Les chiffres cités sont nombreux. Nous retiendrons que pour les 3 premiers trimestres le tourisme a contribué à hauteur de 8% au PIB et de 11,8 milliards d’€ (dont 4,3 milliards pour le seul 3e trimestre) (*) à la balance des paiements de notre pays. Un poids très significatif pour notre économie ! Ce résultat a été obtenu sans le retour des touristes asiatiques et sans la venue de touristes russes du fait de la guerre avec l’Ukraine.
Certains projettent et rêvent d’attirer plus de touristes encore l’an prochain.
Pourtant les nuages s’accumulent tels que l’accélération des dérèglements climatiques (faut-il toujours autant voyager et donc polluer?), la situation géopolitique et les conflits que nous connaissons qui favorisent l’augmentation des coûts. A cela s’ajoutent les difficultés de recrutement (nombre d’établissements ferment plusieurs jours pas semaine et jouent aux équilibristes pour assurer le service) et le sur-tourisme qui a conduit déjà des villes ou sites à imposer des jauges et quotas. En effet, accueillir toujours davantage de touristes n’est plus tenable tant pour la planète, pour la protection du patrimoine, pour la qualité de vie des habitants que pour le travail des professionnels.
Les touristes aussi sont concernés, trop d’attente lors des visites, dans les magasins et restaurants et des prix en hausse significative. Il faut aujourd’hui dépenser plus pour faire du tourisme. En conséquence, il est question pour les professionnels, dans un contexte qui évolue et où la concurrence joue à plein « de construire avec toutes les parties prenantes, professionnels et pouvoirs publics, une stratégie nationale ». Et c’est sur ce plan que le bât blesse car il n’est sans doute pas question pour ces demandeurs de réguler le flux de touristes pourtant nécessaire (les prochains JO nous démontreront grandeur nature ce qu’est le sur-tourisme avec tous ses désagréments (rues et sites bondés, bars qui ne désemplissent pas, malpropreté, nuisances nocturnes insoutenables, alcoolisme et insécurité). Désagréments que ne veulent reconnaître ni les professionnels, ni les autorités et pourtant…!

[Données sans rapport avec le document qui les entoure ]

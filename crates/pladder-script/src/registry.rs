use std::fmt;
use std::sync::{Arc, RwLock};

use smol_str::SmolStr;

use crate::command::{Callable, CommandBinding, NameMatcher, Signature};
use crate::error::{EvalError, ScriptError};

/// A named family of command bindings.
///
/// A group may be a static table ([`TableGroup`]) or a dynamic view that
/// consults external storage on every call (for example
/// [`crate::DefinedCommands`], which fabricates bindings from a definition
/// store per lookup).
pub trait CommandGroup: Send + Sync {
    /// The first binding whose matcher accepts `command_name`, if any.
    fn lookup_command(&self, command_name: &str) -> Option<CommandBinding>;

    /// Display names of every binding in the group.
    fn list_commands(&self) -> Vec<SmolStr>;
}

/// A static command table scanned in registration order.
///
/// The table is locked internally so plugins can keep a handle and add or
/// remove bindings while other evaluations are looking commands up.
#[derive(Default)]
pub struct TableGroup {
    commands: RwLock<Vec<CommandBinding>>,
}

impl TableGroup {
    pub fn new() -> Self {
        Self::default()
    }

    /// Registers a command under an exact name.
    pub fn register(&self, name: &str, signature: Signature, callable: Callable) {
        self.register_binding(CommandBinding::new(name, signature, callable));
    }

    /// Registers a command answering to every name the pattern accepts.
    pub fn register_pattern(
        &self,
        pattern: &str,
        signature: Signature,
        callable: Callable,
    ) -> Result<(), ScriptError> {
        let matcher = NameMatcher::pattern(pattern)?;
        self.register_binding(CommandBinding::new(matcher, signature, callable));
        Ok(())
    }

    pub fn register_binding(&self, binding: CommandBinding) {
        self.commands
            .write()
            .expect("command table lock poisoned")
            .push(binding);
    }

    pub fn remove_command(&self, command_name: &str) -> Result<(), ScriptError> {
        let mut commands = self.commands.write().expect("command table lock poisoned");
        match commands.iter().position(|c| c.name_matches(command_name)) {
            Some(index) => {
                commands.remove(index);
                Ok(())
            }
            None => Err(EvalError::UnknownCommand(command_name.into()).into()),
        }
    }
}

impl CommandGroup for TableGroup {
    fn lookup_command(&self, command_name: &str) -> Option<CommandBinding> {
        self.commands
            .read()
            .expect("command table lock poisoned")
            .iter()
            .find(|command| command.name_matches(command_name))
            .cloned()
    }

    fn list_commands(&self) -> Vec<SmolStr> {
        self.commands
            .read()
            .expect("command table lock poisoned")
            .iter()
            .map(|command| command.display_name().clone())
            .collect()
    }
}

/// An ordered collection of uniquely named command groups.
///
/// Groups are added once at startup; lookups scan them in registration
/// order and the first match wins. The registry is owned explicitly and
/// threaded through every [`crate::Context`] behind an `Arc`; there is no
/// process-wide binding list.
#[derive(Default)]
pub struct CommandRegistry {
    groups: Vec<(SmolStr, Arc<dyn CommandGroup>)>,
}

impl CommandRegistry {
    pub fn new() -> Self {
        Self::default()
    }

    /// Adds an existing group under a unique name. A duplicate name is a
    /// configuration defect and fails.
    pub fn add_command_group(
        &mut self,
        group_name: &str,
        group: Arc<dyn CommandGroup>,
    ) -> Result<(), ScriptError> {
        if self.groups.iter().any(|(name, _)| name == group_name) {
            return Err(ScriptError::Registry(format!(
                "Group {group_name} already registered"
            )));
        }
        self.groups.push((SmolStr::new(group_name), group));
        Ok(())
    }

    /// Creates, registers and returns a fresh static table group.
    pub fn new_command_group(&mut self, group_name: &str) -> Result<Arc<TableGroup>, ScriptError> {
        let group = Arc::new(TableGroup::new());
        self.add_command_group(group_name, Arc::clone(&group) as Arc<dyn CommandGroup>)?;
        Ok(group)
    }

    pub fn lookup_command(&self, command_name: &str) -> Option<CommandBinding> {
        self.groups
            .iter()
            .find_map(|(_, group)| group.lookup_command(command_name))
    }

    pub fn lookup_group(&self, group_name: &str) -> Option<Arc<dyn CommandGroup>> {
        self.groups
            .iter()
            .find(|(name, _)| name == group_name)
            .map(|(_, group)| Arc::clone(group))
    }

    pub fn list_commands(&self) -> Vec<SmolStr> {
        self.groups
            .iter()
            .flat_map(|(_, group)| group.list_commands())
            .collect()
    }

    pub fn list_groups(&self) -> Vec<SmolStr> {
        self.groups.iter().map(|(name, _)| name.clone()).collect()
    }
}

impl fmt::Debug for CommandRegistry {
    fn fmt(&self, f: &mut fmt::Formatter<'_>) -> fmt::Result {
        f.debug_struct("CommandRegistry")
            .field("groups", &self.list_groups())
            .finish()
    }
}

#[cfg(test)]
mod tests {
    use super::*;

    fn echo_callable() -> Callable {
        Callable::plain(|args| Ok(args.into_iter().next().unwrap_or_default()))
    }

    #[test]
    fn test_group_names_are_unique() {
        let mut registry = CommandRegistry::new();
        registry.new_command_group("builtin").unwrap();
        assert!(matches!(
            registry.new_command_group("builtin"),
            Err(ScriptError::Registry(_))
        ));
    }

    #[test]
    fn test_lookup_scans_groups_in_registration_order() {
        let mut registry = CommandRegistry::new();
        let first = registry.new_command_group("first").unwrap();
        let second = registry.new_command_group("second").unwrap();

        first.register(
            "cmd",
            Signature::new(),
            Callable::plain(|_| Ok("from first".to_string())),
        );
        second.register(
            "cmd",
            Signature::new(),
            Callable::plain(|_| Ok("from second".to_string())),
        );

        let binding = registry.lookup_command("cmd").unwrap();
        assert_eq!(binding.display_name(), "cmd");
        // Same group order as registration.
        assert_eq!(registry.list_groups(), vec!["first", "second"]);
    }

    #[test]
    fn test_first_matching_binding_wins_within_a_group() {
        let group = TableGroup::new();
        group
            .register_pattern("kloo+fify", Signature::new().required("text"), echo_callable())
            .unwrap();
        group.register("kloofify", Signature::new().required("text"), echo_callable());

        let binding = group.lookup_command("kloofify").unwrap();
        assert_eq!(binding.display_name(), "/kloo+fify/");
    }

    #[test]
    fn test_remove_command() {
        let group = TableGroup::new();
        group.register("echo", Signature::new().optional("text", "").varargs(), echo_callable());
        assert!(group.lookup_command("echo").is_some());

        group.remove_command("echo").unwrap();
        assert!(group.lookup_command("echo").is_none());
        assert!(group.remove_command("echo").is_err());
    }

    #[test]
    fn test_list_commands_spans_groups() {
        let mut registry = CommandRegistry::new();
        let a = registry.new_command_group("a").unwrap();
        let b = registry.new_command_group("b").unwrap();
        a.register("one", Signature::new(), echo_callable());
        b.register("two", Signature::new(), echo_callable());

        assert_eq!(registry.list_commands(), vec!["one", "two"]);
    }
}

En ce qui nous concerne, nous sommes de farouches partisans de l’instauration de jauges et quotas, seul moyen d’en finir avec ce que l’on peut nommer « l’anarchie touristique ». L’argument du poids économique dans notre économie n’est plus suffisant face à tous les défis qui sont devant nous. Alors que l’on nous répète à longueur de temps que nous avons changé d’époque et que nos modes de vie doivent évoluer drastiquement, le tourisme tel que nous le connaissons est appelé à changer lui aussi, malgré les réticences de ceux qui pensent encore qu’il se résume à une question de tiroir-caisse. Il est grand temps de penser le tourisme autrement, d’arrêter d’en faire une compétition entre villes voire entre pays. Certains expérimentent déjà les quotas et autres taxes pour réguler les flux au bénéfice des lieux d’accueil et des touristes eux-mêmes qui évitent alors bien des déplaisirs…
Comment peut-on en effet d’un côté combattre le dérèglement climatique et de l’autre favoriser le développement débridé du tourisme. Tant d’incohérence résultant d’une vision « courtermiste » mènera indubitablement à des lendemains qui déchantent, entraînant alors la mise en place de mesures bien plus drastiques que celles qui pourraient être prises dès aujourd’hui!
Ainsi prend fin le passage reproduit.